• **PROBLEM TO WORK ON**
Every line that holds the word "patch" needs to be copied from the data below.

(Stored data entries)
=== Begin Enclosure ===

//! Demo and inspection CLI for the liffground session core.
//!
//! Drives the full bootstrap against a configurable stub platform and
//! renders the resulting snapshot as the label/value list the browser
//! playground shows. The `url` subcommand reproduces the loader's CDN URL
//! construction for a given version selector.

use std::sync::Arc;

use anyhow::Context as _;
use clap::{Parser, Subcommand};
use tracing_subscriber::EnvFilter;

use lg_domain::config::PlaygroundConfig;
use lg_domain::{ContextType, Scope, SdkVersionSelection};
use lg_platform::{cdn_url, SdkLoader, StaticScript, StubPlatform};
use lg_session::{RecordingHost, Session, Snapshot};

#[derive(Parser)]
#[command(name = "liffground", about = "Platform SDK playground session core")]
struct Cli {
    #[command(subcommand)]
    command: Command,
}

#[derive(Subcommand)]
enum Command {
    /// Bootstrap a session against a stub platform and print the snapshot.
    Run {
        /// Query string, e.g. "version=2&patch=true&liffId=1234-abcd".
        #[arg(long, default_value = "")]
        query: String,
        /// Start with a logged-in user.
        #[arg(long)]
        logged_in: bool,
        /// Simulate an SDK build without the granted-permission query.
        #[arg(long)]
        no_permission_api: bool,
        /// Context type of the embedding surface (utou, room, group,
        /// square_chat, external, none).
        #[arg(long, default_value = "utou")]
        context_type: String,
        /// Actually fetch the SDK script from the CDN instead of using the
        /// in-memory stub script.
        #[arg(long)]
        fetch: bool,
        /// Print the snapshot as JSON instead of a label/value list.
        #[arg(long)]
        json: bool,
    },
    /// Validate a version selector and print the CDN URL it resolves to.
    Url {
        #[arg(long)]
        version: String,
        #[arg(long)]
        patch: bool,
    },
    /// Print the configuration resolved from a query string.
    Config {
        #[arg(long, default_value = "")]
        query: String,
    },
}

#[tokio::main]
async fn main() -> anyhow::Result<()> {
    tracing_subscriber::fmt()
        .with_env_filter(
            EnvFilter::try_from_default_env().unwrap_or_else(|_| EnvFilter::new("liffground=info,lg_session=info,lg_platform=info")),
        )
        .init();

    match Cli::parse().command {
        Command::Run {
            query,
            logged_in,
            no_permission_api,
            context_type,
            fetch,
            json,
        } => run(&query, logged_in, no_permission_api, &context_type, fetch, json).await,
        Command::Url { version, patch } => {
            let selection = SdkVersionSelection::parse(&version, patch)?;
            let config = PlaygroundConfig::default();
            println!("{}", cdn_url(&selection, &config.cdn));
            Ok(())
        }
        Command::Config { query } => {
            let config = PlaygroundConfig::from_query(&query);
            println!("{}", serde_json::to_string_pretty(&config)?);
            Ok(())
        }
    }
}

async fn run(
    query: &str,
    logged_in: bool,
    no_permission_api: bool,
    context_type: &str,
    fetch: bool,
    json: bool,
) -> anyhow::Result<()> {
    let mut config = PlaygroundConfig::from_query(query);
    if config.liff_id.is_empty() {
        config.liff_id = "1234-abcd".into();
    }

    let context_type: ContextType =
        serde_json::from_value(serde_json::Value::String(context_type.to_string()))
            .with_context(|| format!("unknown context type {context_type:?}"))?;

    tracing::info!(logged_in, no_permission_api, ?context_type, fetch, "bootstrapping session");
    let stub = build_stub(logged_in, no_permission_api, context_type);
    let page_url = format!("https://liff.example/?{}", query.strip_prefix('?').unwrap_or(query));
    let session = Session::new(config.clone(), Arc::new(RecordingHost::new(page_url)));

    if fetch {
        let loader = SdkLoader::new(config.cdn.clone())?;
        session.bootstrap(&loader, Arc::new(stub)).await;
    } else {
        session.bootstrap(&StaticScript::default(), Arc::new(stub)).await;
    }

    let snap = session.snapshot();
    if json {
        println!("{}", serde_json::to_string_pretty(&snap)?);
    } else {
        print_snapshot(&snap);
    }
    Ok(())
}

fn build_stub(logged_in: bool, no_permission_api: bool, context_type: ContextType) -> StubPlatform {
    let scope = vec![Scope::Profile, Scope::OpenId, Scope::ChatMessageWrite];
    let mut stub = StubPlatform::new()
        .with_context_type(context_type)
        .with_scope(scope.clone())
        .with_available_api("shareTargetPicker")
        .with_available_api("scanCodeV2");

    if logged_in {
        stub = stub
            .with_logged_in(true)
            .with_profile(lg_domain::Profile {
                user_id: "U0000000000000000".into(),
                display_name: "Playground User".into(),
                picture_url: None,
                status_message: Some("exploring the SDK".into()),
            })
            .with_tokens(
                "stub-id-token",
                "stub-access-token",
                lg_domain::DecodedIdToken {
                    name: Some("Playground User".into()),
                    email: Some("playground@example.com".into()),
                    ..Default::default()
                },
            );
        if !no_permission_api {
            stub = stub.with_granted(scope);
        }
    }

    stub
}

fn print_snapshot(snap: &Snapshot) {
    row("Phase", &snap.phase.to_string());
    row("SDK Loaded", &yes_no(snap.sdk_loaded));
    row("Ready", &yes_no(snap.ready));
    row("Logged In", &yes_no(snap.logged_in));
    if let Some(selection) = &snap.selection {
        row("SDK Version", &selection.to_string());
    }
    if let Some(info) = &snap.sdk_info.version {
        row("Reported Version", info);
    }
    row("In Client", &yes_no(snap.in_client));
    if let Some(os) = &snap.os {
        row("OS", &format!("{os:?}").to_lowercase());
    }
    if let Some(lang) = &snap.sdk_info.language {
        row("Language", lang);
    }
    if let Some(line) = &snap.sdk_info.line_version {
        row("LINE Version", line);
    }
    if let Some(context) = &snap.context {
        row("Context Type", &format!("{:?}", context.context_type).to_lowercase());
        let scopes: Vec<&str> = context.scope.iter().map(Scope::as_str).collect();
        row("Context Scope", &scopes.join(", "));
    }
    if let Some(profile) = &snap.profile {
        row("User ID", &profile.user_id);
        row("Display Name", &profile.display_name);
        if let Some(status) = &profile.status_message {
            row("Status Message", status);
        }
    }
    if let Some(id_token) = &snap.tokens.id_token {
        row("ID Token", id_token);
    }
    if let Some(access_token) = &snap.tokens.access_token {
        row("Access Token", access_token);
    }
    if let Some(decoded) = &snap.tokens.decoded {
        if let Some(email) = &decoded.email {
            row("Email", email);
        }
    }
    if let Some(granted) = &snap.granted_scopes {
        let scopes: Vec<&str> = granted.iter().map(Scope::as_str).collect();
        row("Granted Scopes", &scopes.join(", "));
    }

    let mut capabilities: Vec<String> =
        snap.capabilities.iter().map(|c| c.to_string()).collect();
    capabilities.sort();
    row("Capabilities", &capabilities.join(", "));
}

fn row(label: &str, value: &str) {
    println!("{label:<18} {value}");
}

fn yes_no(value: bool) -> String {
    if value { "yes".into() } else { "no".into() }
}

=== End Enclosure ===

• **ANSWER SECTION**
        /// Query string, e.g. "version=2&patch=true&liffId=1234-abcd".
        patch: bool,
        Command::Url { version, patch } => {
            let selection = SdkVersionSelection::parse(&version, patch)?;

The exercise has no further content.